- Written by: James Graham
- Subject: Sport
- Genre: Drama

Premiere
- Date: 20 June 2023
- Place: Olivier Theatre, National Theatre London
- Directed by: Rupert Goold

= Dear England =

Play by James Graham (2023)

Dear England is a play about England football manager Gareth Southgate, the pressures of elite sport, and the role of the national men's football team in the national psyche. The play explores how Southgate helped to change notions of masculinity on the England team. Written by James Graham, it opened in June 2023 at the National Theatre in London starring Joseph Fiennes and directed by Rupert Goold.
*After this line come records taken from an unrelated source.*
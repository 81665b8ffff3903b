use axum::extract::{Path, Query, State};
use axum::response::{Html, Redirect};
use axum::routing::{get, post};
use axum::{Form, Json, Router};
use cinedeck_core::types::{ALL_GENRES, MovieRecord};
use serde::{Deserialize, Serialize};
use tower::ServiceBuilder;
use tower_http::trace::TraceLayer;
use tracing::debug;

use crate::controller::CloseReason;
use crate::error::AppError;
use crate::render::render_page;
use crate::state::AppState;

pub fn build_router(state: AppState) -> Router {
    Router::new()
        .route("/health", get(health))
        .merge(ui_router())
        .nest("/api/v1", api_router())
        .layer(ServiceBuilder::new().layer(TraceLayer::new_for_http()))
        .with_state(state)
}

fn ui_router() -> Router<AppState> {
    Router::new()
        .route("/", get(page))
        .route("/search", post(search))
        .route("/filter", get(filter))
        .route("/movies/{id}", get(open_movie))
        .route("/modal/close", get(close_modal).post(close_modal))
}

fn api_router() -> Router<AppState> {
    Router::new()
        .route("/movies", get(list_movies))
        .route("/movies/{id}", get(get_movie))
}

// ---------------------------------------------------------------------------
// Health
// ---------------------------------------------------------------------------

#[derive(Serialize)]
struct HealthResponse {
    status: String,
}

async fn health() -> Json<HealthResponse> {
    Json(HealthResponse {
        status: "ok".to_string(),
    })
}

// ---------------------------------------------------------------------------
// Page and user actions
// ---------------------------------------------------------------------------

async fn page(State(state): State<AppState>) -> Html<String> {
    Html(render_page(&state.view().await))
}

#[derive(Deserialize)]
struct SearchForm {
    #[serde(default)]
    q: String,
}

async fn search(State(state): State<AppState>, Form(form): Form<SearchForm>) -> Redirect {
    state.submit_search(&form.q).await;
    Redirect::to("/")
}

#[derive(Deserialize)]
struct FilterParams {
    #[serde(default = "default_genre")]
    genre: String,
}

fn default_genre() -> String {
    ALL_GENRES.to_string()
}

async fn filter(State(state): State<AppState>, Query(params): Query<FilterParams>) -> Redirect {
    state.select_genre(&params.genre).await;
    Redirect::to("/")
}

async fn open_movie(State(state): State<AppState>, Path(id): Path<String>) -> Redirect {
    state.open_detail(&id).await;
    Redirect::to("/")
}

#[derive(Deserialize)]
struct CloseParams {
    via: Option<String>,
}

async fn close_modal(State(state): State<AppState>, Query(params): Query<CloseParams>) -> Redirect {
    let reason = params
        .via
        .as_deref()
        .and_then(CloseReason::parse)
        .unwrap_or_default();
    state.close_modal(reason).await;
    Redirect::to("/")
}

// ---------------------------------------------------------------------------
// JSON API
// ---------------------------------------------------------------------------

async fn list_movies(
    State(state): State<AppState>,
    Query(params): Query<FilterParams>,
) -> Json<Vec<MovieRecord>> {
    let controller = state.controller.lock().await;
    Json(controller.store().filter_by_genre(&params.genre))
}

async fn get_movie(
    State(state): State<AppState>,
    Path(id): Path<String>,
) -> Result<Json<MovieRecord>, AppError> {
    debug!(%id, "api detail lookup");
    let record = state.api.lookup_detail(&id).await?;
    Ok(Json(record))
}
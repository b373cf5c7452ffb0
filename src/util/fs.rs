//! Filesystem utilities.

use std::fs;
use std::path::{Path, PathBuf};

use anyhow::{Context, Result};

/// Ensure a directory exists, creating it if necessary.
pub fn ensure_dir(path: &Path) -> Result<()> {
    if !path.exists() {
        fs::create_dir_all(path)
            .with_context(|| format!("failed to create directory: {}", path.display()))?;
    }
    Ok(())
}

/// Copy a file, with nice error messages.
pub fn copy_file(src: &Path, dst: &Path) -> Result<()> {
    fs::copy(src, dst).with_context(|| {
        format!("failed to copy {} to {}", src.display(), dst.display())
    })?;
    Ok(())
}

/// Get the relative path from `base` to `path`, for display.
pub fn relative_path(base: &Path, path: &Path) -> PathBuf {
    pathdiff::diff_paths(path, base).unwrap_or_else(|| path.to_path_buf())
}

#[cfg(test)]
mod tests {
    use super::*;
    use tempfile::TempDir;

    #[test]
    fn test_ensure_dir_creates_nested() {
        let tmp = TempDir::new().unwrap();
        let dir = tmp.path().join("a/b/c");

        ensure_dir(&dir).unwrap();
        assert!(dir.is_dir());

        // Idempotent on an existing directory.
        ensure_dir(&dir).unwrap();
    }

    #[test]
    fn test_copy_file() {
        let tmp = TempDir::new().unwrap();
        let src = tmp.path().join("src.dll");
        let dst = tmp.path().join("dst.dll");
        fs::write(&src, b"payload").unwrap();

        copy_file(&src, &dst).unwrap();
        assert_eq!(fs::read(&dst).unwrap(), b"payload");
    }

    #[test]
    fn test_copy_missing_source_errors() {
        let tmp = TempDir::new().unwrap();
        let err = copy_file(&tmp.path().join("absent"), &tmp.path().join("dst"));
        assert!(err.is_err());
    }

    #[test]
    fn test_relative_path() {
        let rel = relative_path(Path::new("/proj"), Path::new("/proj/ThirdParty/Steamworks"));
        assert_eq!(rel, PathBuf::from("ThirdParty/Steamworks"));
    }
}
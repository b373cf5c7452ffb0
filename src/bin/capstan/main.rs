//! Capstan CLI - vendor SDK link-configuration resolver

use anyhow::Result;
use clap::Parser;
use tracing_subscriber::EnvFilter;

mod cli;
mod commands;

use cli::{Cli, Commands};

fn main() {
    if let Err(e) = run() {
        eprintln!("error: {:#}", e);
        std::process::exit(1);
    }
}

fn run() -> Result<()> {
    let cli = Cli::parse();

    let filter = if cli.verbose {
        EnvFilter::new("capstan=debug")
    } else {
        EnvFilter::new("capstan=info")
    };

    // Keep stdout clean for plan output (--json); logs go to stderr.
    tracing_subscriber::fmt()
        .with_env_filter(filter)
        .with_writer(std::io::stderr)
        .with_target(false)
        .without_time()
        .init();

    match cli.command {
        Commands::Resolve(args) => commands::resolve::execute(args),
        Commands::Stage(args) => commands::stage::execute(args, cli.no_color),
        Commands::Doctor(args) => commands::doctor::execute(args, cli.verbose),
        Commands::Completions(args) => commands::completions::execute(args),
    }
}
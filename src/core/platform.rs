//! Target platform identifiers.
//!
//! The build orchestrator hands Capstan a platform id string. Identifiers
//! it does not recognize map to [`Platform::Unsupported`] rather than an
//! error, so the resolution pass can still run and produce the fail-safe
//! "unavailable" plan.

use serde::{Deserialize, Serialize};

/// A target platform for SDK resolution.
#[derive(Debug, Clone, Copy, PartialEq, Eq, PartialOrd, Ord, Hash, Serialize, Deserialize)]
#[serde(rename_all = "snake_case")]
pub enum Platform {
    /// 64-bit Windows (MSVC toolchain, import library + DLL pairing)
    Win64,
    /// 64-bit Linux
    Linux64,
    /// macOS
    MacOs,
    /// Any platform the profile table has no layout for
    Unsupported,
}

impl Platform {
    /// Parse a platform identifier.
    ///
    /// Accepts the engine-style names (`Win64`, `Linux`, `Mac`) as well as
    /// common OS spellings, case-insensitively. Anything else is
    /// `Unsupported` — by contract an unknown platform resolves to an
    /// unavailable plan instead of failing.
    pub fn parse(id: &str) -> Platform {
        match id.to_ascii_lowercase().as_str() {
            "win64" | "windows" | "win" => Platform::Win64,
            "linux" | "linux64" => Platform::Linux64,
            "mac" | "macos" | "osx" | "darwin" => Platform::MacOs,
            _ => Platform::Unsupported,
        }
    }

    /// Detect the platform Capstan itself is running on.
    pub fn host() -> Platform {
        match std::env::consts::OS {
            "windows" => Platform::Win64,
            "linux" => Platform::Linux64,
            "macos" => Platform::MacOs,
            _ => Platform::Unsupported,
        }
    }

    /// Engine-style display name, also used for the default staging
    /// directory (`Binaries/<Platform>`).
    pub fn as_str(&self) -> &'static str {
        match self {
            Platform::Win64 => "Win64",
            Platform::Linux64 => "Linux64",
            Platform::MacOs => "Mac",
            Platform::Unsupported => "Unsupported",
        }
    }
}

impl std::fmt::Display for Platform {
    fn fmt(&self, f: &mut std::fmt::Formatter<'_>) -> std::fmt::Result {
        write!(f, "{}", self.as_str())
    }
}

#[cfg(test)]
mod tests {
    use super::*;

    #[test]
    fn test_parse_known_platforms() {
        assert_eq!(Platform::parse("Win64"), Platform::Win64);
        assert_eq!(Platform::parse("windows"), Platform::Win64);
        assert_eq!(Platform::parse("linux"), Platform::Linux64);
        assert_eq!(Platform::parse("Linux64"), Platform::Linux64);
        assert_eq!(Platform::parse("Mac"), Platform::MacOs);
        assert_eq!(Platform::parse("osx"), Platform::MacOs);
    }

    #[test]
    fn test_parse_unknown_is_unsupported_not_error() {
        assert_eq!(Platform::parse("Android"), Platform::Unsupported);
        assert_eq!(Platform::parse("Switch"), Platform::Unsupported);
        assert_eq!(Platform::parse(""), Platform::Unsupported);
    }

    #[test]
    fn test_host_is_known_on_dev_machines() {
        // CI and dev machines are one of the three supported platforms.
        assert_ne!(Platform::host(), Platform::Unsupported);
    }

    #[test]
    fn test_display_names() {
        assert_eq!(Platform::Win64.to_string(), "Win64");
        assert_eq!(Platform::Linux64.to_string(), "Linux64");
        assert_eq!(Platform::MacOs.to_string(), "Mac");
    }
}
//! Link plan assembly.
//!
//! A LinkPlan is the sole externally visible artifact of a resolution
//! pass: include paths, libraries for the link step, delay-load names,
//! runtime staging copies, and the availability define. It is assembled
//! purely from the resolved artifacts and the platform profile — building
//! a plan touches neither the filesystem nor any global state, so an
//! unchanged filesystem always yields an identical plan.

use std::collections::BTreeSet;
use std::path::{Path, PathBuf};

use serde::{Deserialize, Serialize};

use crate::core::platform::Platform;
use crate::core::profile::{LinkRequirement, PlatformProfile};
use crate::core::sdk::VendorSpec;
use crate::resolver::ArtifactSet;

/// Where runtime artifacts get staged and whether existing files are
/// replaced.
#[derive(Debug, Clone, PartialEq, Eq)]
pub struct StagingPolicy {
    /// Directory the produced binary lands in
    pub out_dir: PathBuf,

    /// Replace an already-staged file
    pub overwrite: bool,
}

/// A single staging action. Its execution outcome never feeds back into
/// the availability flag.
#[derive(Debug, Clone, PartialEq, Eq, Serialize, Deserialize)]
pub struct CopyOperation {
    /// Source artifact inside the SDK tree
    pub source: PathBuf,

    /// Destination next to the produced binary
    pub destination: PathBuf,

    /// Replace the destination if it already exists
    pub overwrite: bool,
}

/// The complete link configuration for one platform.
#[derive(Debug, Clone, PartialEq, Eq, Serialize, Deserialize)]
pub struct LinkPlan {
    /// Platform the plan was resolved for
    pub platform: Platform,

    /// Whether the completeness rule was satisfied
    pub available: bool,

    /// Compile-time define consumed downstream (`<NAME>=0|1`)
    pub define: String,

    /// Header search paths
    pub include_paths: BTreeSet<PathBuf>,

    /// Libraries handed to the link step: the import library on Windows,
    /// the shared object itself on Linux/macOS
    pub link_libraries: Vec<PathBuf>,

    /// Shared libraries resolved at first use instead of process load
    pub delay_load_names: BTreeSet<String>,

    /// Runtime artifacts to stage next to the produced binary
    pub runtime_copies: Vec<CopyOperation>,
}

impl LinkPlan {
    /// Assemble the plan for one platform.
    ///
    /// If the profile's completeness rule is not satisfied the plan is
    /// unavailable and every collection is empty — there is no partial
    /// plan. When satisfied, the include path is added whenever it was
    /// found; its absence alone does not clear the flag.
    pub fn new(
        artifacts: &ArtifactSet,
        profile: &PlatformProfile,
        vendor: &VendorSpec,
        staging: &StagingPolicy,
    ) -> LinkPlan {
        if !profile.requirement.satisfied_by(artifacts) {
            return LinkPlan::unavailable(profile.platform, vendor);
        }

        let mut include_paths = BTreeSet::new();
        if let Some(ref include) = artifacts.include_dir {
            include_paths.insert(include.clone());
        }

        // The import library carries the link-time symbols on Windows; on
        // Linux/macOS the shared object itself is linked.
        let link_lib = match profile.requirement {
            LinkRequirement::ImportAndShared => artifacts.import_lib.as_ref(),
            LinkRequirement::SharedOnly => artifacts.shared_lib.as_ref(),
            LinkRequirement::Unsupported => None,
        };
        let link_libraries: Vec<PathBuf> = link_lib.cloned().into_iter().collect();

        let mut delay_load_names = BTreeSet::new();
        let mut runtime_copies = Vec::new();
        if let Some(ref shared) = artifacts.shared_lib {
            let name = file_name(shared);
            if profile.delay_load {
                delay_load_names.insert(name.clone());
            }
            runtime_copies.push(CopyOperation {
                source: shared.clone(),
                destination: staging.out_dir.join(&name),
                overwrite: staging.overwrite,
            });
        }

        LinkPlan {
            platform: profile.platform,
            available: true,
            define: vendor.define_for(true),
            include_paths,
            link_libraries,
            delay_load_names,
            runtime_copies,
        }
    }

    /// The empty, feature-off plan.
    pub fn unavailable(platform: Platform, vendor: &VendorSpec) -> LinkPlan {
        LinkPlan {
            platform,
            available: false,
            define: vendor.define_for(false),
            include_paths: BTreeSet::new(),
            link_libraries: Vec::new(),
            delay_load_names: BTreeSet::new(),
            runtime_copies: Vec::new(),
        }
    }
}

fn file_name(path: &Path) -> String {
    path.file_name()
        .map(|n| n.to_string_lossy().into_owned())
        .unwrap_or_default()
}
//! Best-effort staging of runtime artifacts.
//!
//! Runtime shared libraries get copied next to the produced binary so it
//! can load them. A copy that fails (destination locked by a running
//! process, permissions) is skipped, reported as a warning through the
//! injected sink, and never invalidates the plan: a previously staged
//! copy may still be present and valid, just potentially stale.

use crate::plan::{CopyOperation, LinkPlan};
use crate::util::diagnostic::{suggestions, Diagnostic, DiagnosticSink};
use crate::util::fs::{copy_file, ensure_dir};

/// What happened to one copy operation.
#[derive(Debug, Clone, PartialEq, Eq)]
pub enum StageStatus {
    /// Copied to the destination
    Staged,
    /// Destination already exists and the overwrite policy keeps it
    Preserved,
    /// Copy failed; the build continues without refreshing this artifact
    Skipped { reason: String },
}

/// Per-operation staging record.
#[derive(Debug, Clone, PartialEq, Eq)]
pub struct StageOutcome {
    pub operation: CopyOperation,
    pub status: StageStatus,
}

impl StageOutcome {
    pub fn is_staged(&self) -> bool {
        self.status == StageStatus::Staged
    }
}

/// Execute the plan's runtime copies.
///
/// Runs once per build, after the plan is finalized. Never fails and never
/// touches the plan: the availability flag computed before staging stands
/// regardless of what happens here.
pub fn stage(plan: &LinkPlan, sink: &mut dyn DiagnosticSink) -> Vec<StageOutcome> {
    plan.runtime_copies
        .iter()
        .map(|op| StageOutcome {
            operation: op.clone(),
            status: stage_one(op, sink),
        })
        .collect()
}

fn stage_one(op: &CopyOperation, sink: &mut dyn DiagnosticSink) -> StageStatus {
    if !op.overwrite && op.destination.exists() {
        tracing::debug!("keeping existing {}", op.destination.display());
        return StageStatus::Preserved;
    }

    let copy = || -> anyhow::Result<()> {
        if let Some(parent) = op.destination.parent() {
            ensure_dir(parent)?;
        }
        copy_file(&op.source, &op.destination)
    };

    match copy() {
        Ok(()) => {
            tracing::debug!(
                "staged {} -> {}",
                op.source.display(),
                op.destination.display()
            );
            StageStatus::Staged
        }
        Err(e) => {
            let reason = format!("{:#}", e);
            sink.emit(
                Diagnostic::warning(format!(
                    "failed to stage {}",
                    op.source
                        .file_name()
                        .map(|n| n.to_string_lossy().into_owned())
                        .unwrap_or_else(|| op.source.display().to_string())
                ))
                .with_location(op.destination.clone())
                .with_context(reason.clone())
                .with_suggestion(suggestions::STAGING_SKIPPED),
            );
            StageStatus::Skipped { reason }
        }
    }
}
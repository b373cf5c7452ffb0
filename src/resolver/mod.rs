//! Artifact resolution against the filesystem.
//!
//! Given a located SDK root and a platform profile, find the concrete
//! include directory and library files. Resolution is a pure function of
//! the root, the profile and the filesystem snapshot: read-only probes,
//! no caching, no global state. Missing pieces are recorded as `None`,
//! never raised as errors.

use std::path::{Path, PathBuf};

use serde::{Deserialize, Serialize};

use crate::core::profile::PlatformProfile;
use crate::core::sdk::SdkDescriptor;

/// Conventional header directory under the SDK root, probed independently
/// of the library directory selection.
const INCLUDE_DIR: &str = "Include";

/// What was actually found on disk for one resolution attempt.
#[derive(Debug, Clone, Default, PartialEq, Eq, Serialize, Deserialize)]
pub struct ArtifactSet {
    /// Header directory, if the conventional `Include/` exists
    pub include_dir: Option<PathBuf>,

    /// Import/static library, if the profile expects one and it exists
    pub import_lib: Option<PathBuf>,

    /// Shared library, if it exists in the selected directory
    pub shared_lib: Option<PathBuf>,
}

/// Resolve the artifacts for one platform.
///
/// The first candidate directory that exists on disk is selected; later
/// candidates are not consulted even if the selected one turns out to be
/// missing artifacts. Expected filenames are checked only inside the
/// selected directory.
pub fn resolve(descriptor: &SdkDescriptor, profile: &PlatformProfile) -> ArtifactSet {
    if !descriptor.present {
        return ArtifactSet::default();
    }

    let lib_dir = profile
        .lib_dir_candidates
        .iter()
        .map(|candidate| descriptor.root.join(candidate))
        .find(|dir| dir.is_dir());

    let mut artifacts = ArtifactSet::default();

    if let Some(ref dir) = lib_dir {
        tracing::debug!("selected library directory {}", dir.display());
        artifacts.import_lib = probe_file(dir, profile.import_lib.as_deref());
        artifacts.shared_lib = probe_file(dir, profile.shared_lib.as_deref());
    } else if !profile.lib_dir_candidates.is_empty() {
        tracing::debug!(
            "no library directory found under {} (tried {})",
            descriptor.root.display(),
            profile.lib_dir_candidates.join(", ")
        );
    }

    let include = descriptor.root.join(INCLUDE_DIR);
    if include.is_dir() {
        artifacts.include_dir = Some(include);
    }

    artifacts
}

/// Check a single expected filename inside the selected directory.
fn probe_file(dir: &Path, name: Option<&str>) -> Option<PathBuf> {
    let path = dir.join(name?);
    path.is_file().then_some(path)
}

#[cfg(test)]
mod tests {
    use super::*;
    use std::fs;
    use tempfile::TempDir;

    use crate::core::platform::Platform;
    use crate::core::profile::ProfileTable;
    use crate::core::sdk::{locate, VendorSpec};

    fn table() -> ProfileTable {
        ProfileTable::new(&VendorSpec::default())
    }

    /// Lay out an SDK tree: each entry is (relative dir, files in it).
    fn sdk_fixture(tmp: &TempDir, layout: &[(&str, &[&str])]) -> std::path::PathBuf {
        let root = tmp.path().join("ThirdParty/Steamworks");
        fs::create_dir_all(&root).unwrap();
        for (dir, files) in layout {
            let dir = root.join(dir);
            fs::create_dir_all(&dir).unwrap();
            for file in *files {
                fs::write(dir.join(file), b"stub").unwrap();
            }
        }
        root
    }

    #[test]
    fn test_absent_root_resolves_empty_for_all_platforms() {
        let tmp = TempDir::new().unwrap();
        let desc = locate(&tmp.path().join("ThirdParty/Steamworks"));
        let t = table();

        for platform in [
            Platform::Win64,
            Platform::Linux64,
            Platform::MacOs,
            Platform::Unsupported,
        ] {
            let artifacts = resolve(&desc, t.profile_for(platform));
            assert_eq!(artifacts, ArtifactSet::default(), "platform {platform}");
        }
    }

    #[test]
    fn test_win64_full_layout() {
        let tmp = TempDir::new().unwrap();
        let root = sdk_fixture(
            &tmp,
            &[
                ("Win64", &["steam_api64.lib", "steam_api64.dll"]),
                ("Include", &["steam_api.h"]),
            ],
        );

        let artifacts = resolve(&locate(&root), table().profile_for(Platform::Win64));
        assert_eq!(
            artifacts.import_lib,
            Some(root.join("Win64/steam_api64.lib"))
        );
        assert_eq!(
            artifacts.shared_lib,
            Some(root.join("Win64/steam_api64.dll"))
        );
        assert_eq!(artifacts.include_dir, Some(root.join("Include")));
    }

    #[test]
    fn test_first_existing_candidate_wins_no_merging() {
        let tmp = TempDir::new().unwrap();
        // Win64/ exists but only has the .lib; Lib/ has both. The specific
        // directory is selected exclusively, so the .dll is not found.
        let root = sdk_fixture(
            &tmp,
            &[
                ("Win64", &["steam_api64.lib"]),
                ("Lib", &["steam_api64.lib", "steam_api64.dll"]),
            ],
        );

        let artifacts = resolve(&locate(&root), table().profile_for(Platform::Win64));
        assert_eq!(
            artifacts.import_lib,
            Some(root.join("Win64/steam_api64.lib"))
        );
        assert_eq!(artifacts.shared_lib, None);
    }

    #[test]
    fn test_generic_lib_fallback_used_when_specific_missing() {
        let tmp = TempDir::new().unwrap();
        let root = sdk_fixture(&tmp, &[("Lib", &["steam_api64.lib", "steam_api64.dll"])]);

        let artifacts = resolve(&locate(&root), table().profile_for(Platform::Win64));
        assert_eq!(artifacts.import_lib, Some(root.join("Lib/steam_api64.lib")));
        assert_eq!(artifacts.shared_lib, Some(root.join("Lib/steam_api64.dll")));
    }

    #[test]
    fn test_linux_shared_object() {
        let tmp = TempDir::new().unwrap();
        let root = sdk_fixture(&tmp, &[("linux64", &["libsteam_api.so"])]);

        let artifacts = resolve(&locate(&root), table().profile_for(Platform::Linux64));
        assert_eq!(
            artifacts.shared_lib,
            Some(root.join("linux64/libsteam_api.so"))
        );
        assert_eq!(artifacts.import_lib, None);
    }

    #[test]
    fn test_include_probe_is_independent_of_lib_dir() {
        let tmp = TempDir::new().unwrap();
        // Headers present, no library directory at all.
        let root = sdk_fixture(&tmp, &[("Include", &["steam_api.h"])]);

        let artifacts = resolve(&locate(&root), table().profile_for(Platform::Linux64));
        assert_eq!(artifacts.include_dir, Some(root.join("Include")));
        assert_eq!(artifacts.shared_lib, None);
    }

    #[test]
    fn test_artifact_must_be_a_file() {
        let tmp = TempDir::new().unwrap();
        let root = sdk_fixture(&tmp, &[("linux64/libsteam_api.so", &[])]);

        // libsteam_api.so exists but is a directory.
        let artifacts = resolve(&locate(&root), table().profile_for(Platform::Linux64));
        assert_eq!(artifacts.shared_lib, None);
    }

    #[test]
    fn test_resolution_is_deterministic() {
        let tmp = TempDir::new().unwrap();
        let root = sdk_fixture(
            &tmp,
            &[
                ("Win64", &["steam_api64.lib", "steam_api64.dll"]),
                ("Include", &[]),
            ],
        );

        let t = table();
        let first = resolve(&locate(&root), t.profile_for(Platform::Win64));
        let second = resolve(&locate(&root), t.profile_for(Platform::Win64));
        assert_eq!(first, second);
    }
}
The title of the play comes from the open letter Southgate wrote to England fans in 2021 during the COVID-19 pandemic.

The play won the 2024 Laurence Olivier Awards for Best New Play and Will Close won the Laurence Olivier Award for Best Actor in a Supporting Role in a Play for his portrayal of Harry Kane.

Playwright James Graham said after the England men lost the UEFA Euro 2024 final to Spain that he would rewrite the ending of Dear England to bring it up to date.

== Plot ==
The play follows the England men's football team under Gareth Southgate in the run-up to, and aftermath of, three tournaments: its unexpected run to the semifinals at the 2018 World Cup in Russia, its disappointing defeat in the 2020 European Championship final at Wembley Stadium, and its quarter-final exit from the 2022 World Cup in Qatar.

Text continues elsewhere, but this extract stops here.